# Shallow water Kitty Cork'n flood waters fishing.



## Backwater Eddy (Jun 16, 2003)

Got some shallow water _*Kitty Cork'n* _action in last night.

_Man-O-Man_ was that fun!

Kitty's are feeding up shallow on the flooded fields and grass flats up into the trib's. Up miles into the the trib's at time, not on the Red itself.

Used sour sucker and sour Goldeye cuts. 12" pole floats and 3' to 2' drop leaders. The cats are feeding up shallow.

Cats ranged from 4.5 lbs up to 19.5 lbs. There fat bellies look like volley balls, they are feeding up big time.

Kitty's are on the prowl! :thumb:


----------



## Backwater Eddy (Jun 16, 2003)

No sun = No Fun. :eyeroll:

The shallows warm in the sun, and then cool off again quickly after a day like yesterday.

Sun out they bite, sun under and cold wind...they shut down.
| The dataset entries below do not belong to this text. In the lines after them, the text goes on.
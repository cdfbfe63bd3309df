//! Tool system for stage agents
//!
//! A tool describes its parameters as a JSON Schema; parameters coming back from
//! the model are validated against that schema before the tool runs. Each stage
//! sees only the tools it declares.

use async_trait::async_trait;
use serde_json::Value;
use std::collections::BTreeMap;
use std::sync::Arc;
use thiserror::Error;

pub mod builtin;

/// Tool interface
#[async_trait]
pub trait Tool: Send + Sync {
    /// Name, description and JSON Schema of the parameters
    fn describe(&self) -> ToolDescription;

    /// Run the tool. Parameters have already been validated against `describe()`.
    async fn execute(&self, parameters: &Value) -> Result<Value, ToolError>;
}

/// Tool description handed to the model
#[derive(Debug, Clone)]
pub struct ToolDescription {
    pub name: String,
    pub description: String,
    pub parameters: Value,
}

/// Registry of available tools
#[derive(Default)]
pub struct ToolSystem {
    tools: BTreeMap<String, Arc<dyn Tool>>,
}

impl ToolSystem {
    pub fn new() -> Self {
        Self::default()
    }

    /// Register a tool under the name it describes itself with
    pub fn register(&mut self, tool: Arc<dyn Tool>) {
        let name = tool.describe().name;
        self.tools.insert(name, tool);
    }

    pub fn with_tool(mut self, tool: Arc<dyn Tool>) -> Self {
        self.register(tool);
        self
    }

    /// Get tool description
    pub fn describe_tool(&self, tool_name: &str) -> Option<ToolDescription> {
        self.tools.get(tool_name).map(|tool| tool.describe())
    }

    /// Descriptions for the named tools; names that are not registered are an error
    pub fn describe_tools(&self, names: &[&str]) -> Result<Vec<ToolDescription>, ToolError> {
        names
            .iter()
            .map(|name| {
                self.describe_tool(name)
                    .ok_or_else(|| ToolError::UnknownTool(name.to_string()))
            })
            .collect()
    }

    /// Execute tool with validated parameters
    pub async fn execute_tool(
        &self,
        tool_name: &str,
        parameters: &Value,
    ) -> Result<Value, ToolError> {
        let tool = self
            .tools
            .get(tool_name)
            .ok_or_else(|| ToolError::UnknownTool(tool_name.to_string()))?;

        Self::validate_parameters(&tool.describe(), parameters)?;

        tool.execute(parameters).await
    }

    fn validate_parameters(description: &ToolDescription, parameters: &Value) -> Result<(), ToolError> {
        let validator = jsonschema::validator_for(&description.parameters)
            .map_err(|e| ToolError::SchemaError(format!("Schema compilation error: {e}")))?;

        validator.validate(parameters).map_err(|errors| {
            let error_messages: Vec<String> = errors
                .map(|e| format!("At '{}': {}", e.instance_path, e))
                .collect();
            ToolError::ValidationError(error_messages.join("; "))
        })
    }

    /// Get list of available tools
    pub fn list_tools(&self) -> Vec<String> {
        self.tools.keys().cloned().collect()
    }
}

/// Tool system errors
#[derive(Debug, Error)]
pub enum ToolError {
    #[error("Unknown tool: {0}")]
    UnknownTool(String),
    #[error("Tool initialization failed: {0}")]
    InitializationError(String),
    #[error("Parameter validation failed: {0}")]
    ValidationError(String),
    #[error("Schema error: {0}")]
    SchemaError(String),
    #[error("Tool execution failed: {0}")]
    ExecutionError(String),
}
A typical spring pattern for kitty's.

Last night was a bust, too cool. Sun should pop out today and get them rolling again by late afternoon...hope so anyway.


----------



## specialpatrolgroup (Jan 16, 2009)

Haven't been able to get out yet, hopefully very soon, glad to hear a new season is heating up.


----------